Stored items
----

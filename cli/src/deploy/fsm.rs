//! Finite state machine for a single deploy attempt

use std::fmt;

use serde::{Deserialize, Serialize};

use crate::errors::CliError;

/// Deploy attempt phase
#[derive(Debug, Clone, Copy, PartialEq, Eq, Serialize, Deserialize)]
#[serde(rename_all = "snake_case")]
pub enum DeployPhase {
    /// Nothing done yet
    Start,

    /// API key accepted
    Authenticated,

    /// Target project known (created if needed)
    TargetResolved,

    /// Remote build requested
    CloudBuildTriggered,

    /// Manifest submitted and required files uploaded
    FilesUploaded,

    /// Server told upload is complete
    Uploaded,

    /// Waiting for the deploy to be processed
    Polling,

    /// Deploy is live
    Succeeded,

    /// Deploy attempt failed
    Failed,
}

impl fmt::Display for DeployPhase {
    fn fmt(&self, f: &mut fmt::Formatter<'_>) -> fmt::Result {
        let name = match self {
            DeployPhase::Start => "start",
            DeployPhase::Authenticated => "authenticated",
            DeployPhase::TargetResolved => "target_resolved",
            DeployPhase::CloudBuildTriggered => "cloud_build_triggered",
            DeployPhase::FilesUploaded => "files_uploaded",
            DeployPhase::Uploaded => "uploaded",
            DeployPhase::Polling => "polling",
            DeployPhase::Succeeded => "succeeded",
            DeployPhase::Failed => "failed",
        };
        f.write_str(name)
    }
}

/// Deploy attempt event
#[derive(Debug, Clone)]
pub enum DeployEvent {
    Authenticated,

    TargetResolved,

    CloudBuildTriggered,

    /// Files uploaded. Resume mode goes here straight from `Authenticated`.
    FilesUploaded,

    MarkedUploaded,

    PollingStarted,

    Succeeded,

    Failed(String),
}

/// Deploy attempt FSM
#[derive(Debug, Clone)]
pub struct DeployFsm {
    phase: DeployPhase,
    error: Option<String>,
}

impl DeployFsm {
    pub fn new() -> Self {
        Self {
            phase: DeployPhase::Start,
            error: None,
        }
    }

    pub fn phase(&self) -> DeployPhase {
        self.phase
    }

    /// Failure reason, once failed
    pub fn error(&self) -> Option<&str> {
        self.error.as_deref()
    }

    pub fn is_terminal(&self) -> bool {
        matches!(self.phase, DeployPhase::Succeeded | DeployPhase::Failed)
    }

    /// Process an event and transition state
    pub fn process(&mut self, event: DeployEvent) -> Result<DeployPhase, CliError> {
        use DeployPhase as P;

        let next = match (self.phase, &event) {
            (P::Start, DeployEvent::Authenticated) => P::Authenticated,

            (P::Authenticated, DeployEvent::TargetResolved) => P::TargetResolved,
            (P::Authenticated, DeployEvent::FilesUploaded) => P::FilesUploaded,

            (P::TargetResolved, DeployEvent::CloudBuildTriggered) => P::CloudBuildTriggered,
            (P::TargetResolved, DeployEvent::FilesUploaded) => P::FilesUploaded,

            (P::CloudBuildTriggered, DeployEvent::PollingStarted) => P::Polling,

            (P::FilesUploaded, DeployEvent::MarkedUploaded) => P::Uploaded,

            (P::Uploaded, DeployEvent::PollingStarted) => P::Polling,

            (P::Polling, DeployEvent::Succeeded) => P::Succeeded,

            (phase, DeployEvent::Failed(reason))
                if !matches!(phase, P::Succeeded | P::Failed) =>
            {
                self.error = Some(reason.clone());
                P::Failed
            }

            (phase, event) => {
                return Err(CliError::Internal(anyhow::anyhow!(
                    "Invalid deploy transition: {} -> {:?}",
                    phase,
                    event
                )));
            }
        };

        self.phase = next;
        Ok(next)
    }
}

impl Default for DeployFsm {
    fn default() -> Self {
        Self::new()
    }
}
//! Authenticated API session

use std::fmt;
use std::sync::Arc;

use tracing::{debug, info};

use siteship_api_types::{CurrentUser, Workspace};

use crate::authn::api_key::{ApiKey, KeySource, TOKEN_ENV_VAR};
use crate::deploy::effects::DeployEffects;
use crate::errors::CliError;
use crate::http::api::DeployApi;

/// An API client bound to a user whose key was accepted
pub struct Session {
    pub api_key: ApiKey,
    pub api: Arc<dyn DeployApi>,
    /// `workspaces` only lists workspaces the user can deploy to
    pub user: CurrentUser,
}

impl fmt::Debug for Session {
    fn fmt(&self, f: &mut fmt::Formatter<'_>) -> fmt::Result {
        f.debug_struct("Session")
            .field("api_key", &self.api_key)
            .field("user", &self.user.login)
            .finish_non_exhaustive()
    }
}

#[derive(Debug, Clone, Copy, PartialEq, Eq)]
enum AuthProblem {
    NoKey,
    Rejected(KeySource),
    Forbidden(KeySource),
}

impl AuthProblem {
    fn fatal_message(&self) -> String {
        match self {
            AuthProblem::NoKey => format!(
                "No authentication provided. Run `siteship login` or set {}",
                TOKEN_ENV_VAR
            ),
            AuthProblem::Rejected(source) => format!(
                "Authentication failed with the API key from {}",
                source.describe()
            ),
            AuthProblem::Forbidden(source) => format!(
                "The API key from {} does not have permission to deploy",
                source.describe()
            ),
        }
    }

    fn login_question(&self) -> String {
        match self {
            AuthProblem::NoKey => "You must be logged in to deploy. Log in now?".to_string(),
            AuthProblem::Rejected(source) => format!(
                "The API key from {} was rejected. Log in again?",
                source.describe()
            ),
            AuthProblem::Forbidden(source) => format!(
                "The API key from {} is not allowed to deploy. Log in with another account?",
                source.describe()
            ),
        }
    }
}

/// Current user with non-deployable workspaces removed
async fn fetch_user(api: &dyn DeployApi) -> Result<CurrentUser, CliError> {
    let mut user = api.get_current_user().await?;
    user.workspaces.retain(Workspace::can_deploy);
    Ok(user)
}

/// Make sure there is a working API key, logging in interactively if needed.
pub async fn authenticate(effects: &dyn DeployEffects) -> Result<Session, CliError> {
    let problem = match effects.api_key() {
        None => AuthProblem::NoKey,
        Some(key) => {
            let api = effects.api_client(&key)?;
            match fetch_user(api.as_ref()).await {
                Ok(user) => {
                    debug!("Authenticated as @{} via {:?} key", user.login, key.source());
                    return Ok(Session {
                        api_key: key,
                        api,
                        user,
                    });
                }
                Err(e) => match e.status() {
                    Some(401) => AuthProblem::Rejected(key.source()),
                    Some(403) => AuthProblem::Forbidden(key.source()),
                    _ => return Err(e),
                },
            }
        }
    };

    debug!("Authentication problem: {:?}", problem);
    if !effects.is_interactive() {
        return Err(CliError::new(problem.fatal_message()));
    }

    if !effects.prompt().confirm(&problem.login_question(), true)? {
        return Err(CliError::canceled());
    }

    let key = effects.login().await?;
    let api = effects.api_client(&key)?;
    let user = fetch_user(api.as_ref()).await?;
    info!("Logged in as @{}", user.login);
    effects.note(&format!("Logged in as @{}", user.login));

    Ok(Session {
        api_key: key,
        api,
        user,
    })
}
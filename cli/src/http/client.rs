//! HTTP client implementation

use std::time::Duration;

use reqwest::multipart::Form;
use reqwest::{header, Client, RequestBuilder};
use serde::{de::DeserializeOwned, Serialize};
use tracing::debug;

use siteship_api_types::ApiErrorBody;

use crate::authn::api_key::ApiKey;
use crate::errors::CliError;

/// HTTP client for the hosting API, authenticated with an API key
pub struct HttpClient {
    client: Client,
    base_url: String,
    api_key: ApiKey,
}

impl HttpClient {
    /// Create a new HTTP client
    pub fn new(base_url: &str, api_key: ApiKey) -> Result<Self, CliError> {
        let client = Client::builder()
            .timeout(Duration::from_secs(60))
            .user_agent(concat!("siteship/", env!("CARGO_PKG_VERSION")))
            .build()?;

        Ok(Self {
            client,
            base_url: base_url.trim_end_matches('/').to_string(),
            api_key,
        })
    }

    fn authorized(&self, request: RequestBuilder) -> RequestBuilder {
        request.header(
            header::AUTHORIZATION,
            format!("apikey {}", self.api_key.expose()),
        )
    }

    /// Make a GET request
    pub async fn get<T: DeserializeOwned>(&self, path: &str) -> Result<T, CliError> {
        self.get_with_query(path, &[]).await
    }

    /// Make a GET request with query parameters
    pub async fn get_with_query<T: DeserializeOwned>(
        &self,
        path: &str,
        query: &[(&str, &str)],
    ) -> Result<T, CliError> {
        let url = format!("{}{}", self.base_url, path);
        debug!("GET {}", url);

        let request = self.authorized(self.client.get(&url).query(query));
        self.send("GET", request).await
    }

    /// Make a POST request with a JSON body
    pub async fn post<T: DeserializeOwned, B: Serialize>(
        &self,
        path: &str,
        body: &B,
    ) -> Result<T, CliError> {
        let url = format!("{}{}", self.base_url, path);
        debug!("POST {}", url);

        let request = self.authorized(self.client.post(&url).json(body));
        self.send("POST", request).await
    }

    /// Make a multipart POST request
    pub async fn post_multipart<T: DeserializeOwned>(
        &self,
        path: &str,
        form: Form,
    ) -> Result<T, CliError> {
        let url = format!("{}{}", self.base_url, path);
        debug!("POST {} (multipart)", url);

        let request = self.authorized(self.client.post(&url).multipart(form));
        self.send("POST", request).await
    }

    async fn send<T: DeserializeOwned>(
        &self,
        method: &str,
        request: RequestBuilder,
    ) -> Result<T, CliError> {
        let response = request.send().await?;
        let status = response.status();
        let body = response.text().await?;

        if !status.is_success() {
            debug!("HTTP {} failed: {} - {}", method, status, body);
            return Err(error_from_response(status.as_u16(), body));
        }

        // Some endpoints answer with an empty body
        let body = if body.trim().is_empty() { "null" } else { body.as_str() };
        Ok(serde_json::from_str(body)?)
    }
}

/// Structured error bodies become `Api` errors, everything else `Http`
pub(crate) fn error_from_response(status: u16, body: String) -> CliError {
    match serde_json::from_str::<ApiErrorBody>(&body) {
        Ok(parsed) if !parsed.errors.is_empty() => CliError::Api {
            status,
            codes: parsed.codes(),
            body,
        },
        _ => CliError::Http { status, body },
    }
}
//! Utility functions

use std::time::Duration;

use base64::engine::general_purpose::STANDARD;
use base64::Engine;
use serde::{Deserialize, Serialize};
use sha2::{Digest, Sha512};

/// Version information for the CLI
#[derive(Debug, Clone, Serialize, Deserialize)]
pub struct VersionInfo {
    pub version: String,
    pub git_hash: String,
    pub build_time: String,
}

/// Get version information
pub fn version_info() -> VersionInfo {
    VersionInfo {
        version: env!("CARGO_PKG_VERSION").to_string(),
        git_hash: option_env!("GIT_HASH").unwrap_or("unknown").to_string(),
        build_time: option_env!("BUILD_TIME").unwrap_or("unknown").to_string(),
    }
}

/// Base64-encoded SHA-512 digest of `data`
pub fn sha512_base64(data: &[u8]) -> String {
    let mut hasher = Sha512::new();
    hasher.update(data);
    STANDARD.encode(hasher.finalize())
}

/// Slugs are lowercase ASCII letters, digits and hyphens
pub fn is_valid_slug(s: &str) -> bool {
    !s.is_empty()
        && s
            .bytes()
            .all(|b| b.is_ascii_lowercase() || b.is_ascii_digit() || b == b'-')
}

/// Workspace logins are slugs with an optional leading `@`
pub fn is_valid_login(s: &str) -> bool {
    is_valid_slug(s.strip_prefix('@').unwrap_or(s))
}

/// Turn a title into a slug suggestion: `My Great App!` -> `my-great-app`
pub fn slugify(title: &str) -> String {
    let mut slug = String::with_capacity(title.len());
    for c in title.chars() {
        if c.is_ascii_alphanumeric() {
            slug.push(c.to_ascii_lowercase());
        } else if !slug.is_empty() && !slug.ends_with('-') {
            slug.push('-');
        }
    }
    slug.trim_end_matches('-').to_string()
}

/// Human readable age, e.g. `3 minutes ago`
pub fn format_age(age: Duration) -> String {
    let secs = age.as_secs();
    let (value, unit) = match secs {
        0..=59 => return "just now".to_string(),
        60..=3599 => (secs / 60, "minute"),
        3600..=86_399 => (secs / 3600, "hour"),
        _ => (secs / 86_400, "day"),
    };
    if value == 1 {
        format!("1 {} ago", unit)
    } else {
        format!("{} {}s ago", value, unit)
    }
}

/// Keep the tail of a long path so progress lines fit a terminal
pub fn truncate_path(path: &str, max_chars: usize) -> String {
    let count = path.chars().count();
    if count <= max_chars || max_chars < 2 {
        return path.to_string();
    }
    let tail: String = path.chars().skip(count - (max_chars - 1)).collect();
    format!("…{}", tail)
}
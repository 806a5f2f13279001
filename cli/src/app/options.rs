//! Command line options

use std::path::PathBuf;
use std::time::Duration;

use clap::{Args, Parser, Subcommand};

use crate::deploy::options::{DeployOptions, ForceMode};
use crate::logs::LogLevel;
use crate::storage::layout::ProjectLayout;

/// Deploy static sites
#[derive(Debug, Parser)]
#[command(name = "siteship", version, about)]
pub struct Cli {
    /// Log level, overriding the settings file (RUST_LOG wins over both)
    #[arg(long, global = true)]
    pub log_level: Option<LogLevel>,

    /// Emit diagnostics as JSON
    #[arg(long, global = true)]
    pub json_logs: bool,

    #[command(subcommand)]
    pub command: Command,
}

#[derive(Debug, Subcommand)]
pub enum Command {
    /// Build if needed and deploy the site
    Deploy(DeployArgs),

    /// Store an API key
    Login,

    /// Show the authenticated user and deployable workspaces
    Whoami,

    /// Print version and build information
    Version,
}

#[derive(Debug, Clone, Args)]
pub struct DeployArgs {
    /// Source root
    #[arg(long, default_value = "src")]
    pub root: PathBuf,

    /// Build output directory
    #[arg(long, default_value = "dist")]
    pub output: PathBuf,

    /// Title used when creating a new app
    #[arg(long)]
    pub title: Option<String>,

    /// Deploy config file, instead of <root>/.siteship/deploy.json
    #[arg(long)]
    pub deploy_config: Option<PathBuf>,

    /// Continue an existing deploy that has not received files yet
    #[arg(long)]
    pub deploy_id: Option<String>,

    /// Always build first, or deploy the existing build as is
    #[arg(long, value_enum)]
    pub force: Option<ForceMode>,

    /// Maximum parallel hashes and uploads
    #[arg(long)]
    pub max_concurrency: Option<usize>,

    #[arg(long, default_value_t = 2000)]
    pub poll_interval_ms: u64,

    /// Budget for each wait on the server
    #[arg(long, default_value_t = 300)]
    pub timeout_secs: u64,

    /// Deploy message
    #[arg(long, short = 'm')]
    pub message: Option<String>,

    /// Shell command that builds the site, overriding the settings file
    #[arg(long)]
    pub build_command: Option<String>,
}

impl DeployArgs {
    pub fn into_options(self) -> DeployOptions {
        let mut layout = ProjectLayout::new(self.root, self.output);
        layout.deploy_config = self.deploy_config;

        DeployOptions {
            layout,
            title: self.title,
            deploy_id: self.deploy_id,
            force: self.force,
            max_concurrency: self.max_concurrency,
            message: self.message,
            ..Default::default()
        }
        .with_poll_timing(
            Duration::from_millis(self.poll_interval_ms.max(1)),
            Duration::from_secs(self.timeout_secs),
        )
    }
}
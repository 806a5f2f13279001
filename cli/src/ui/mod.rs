//! Terminal interaction

pub mod output;
pub mod prompt;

----

### Problem to work on
Copy out every line of the data that includes the word "field".

### Your response
            .field("api_key", &self.api_key)
            .field("user", &self.user.login)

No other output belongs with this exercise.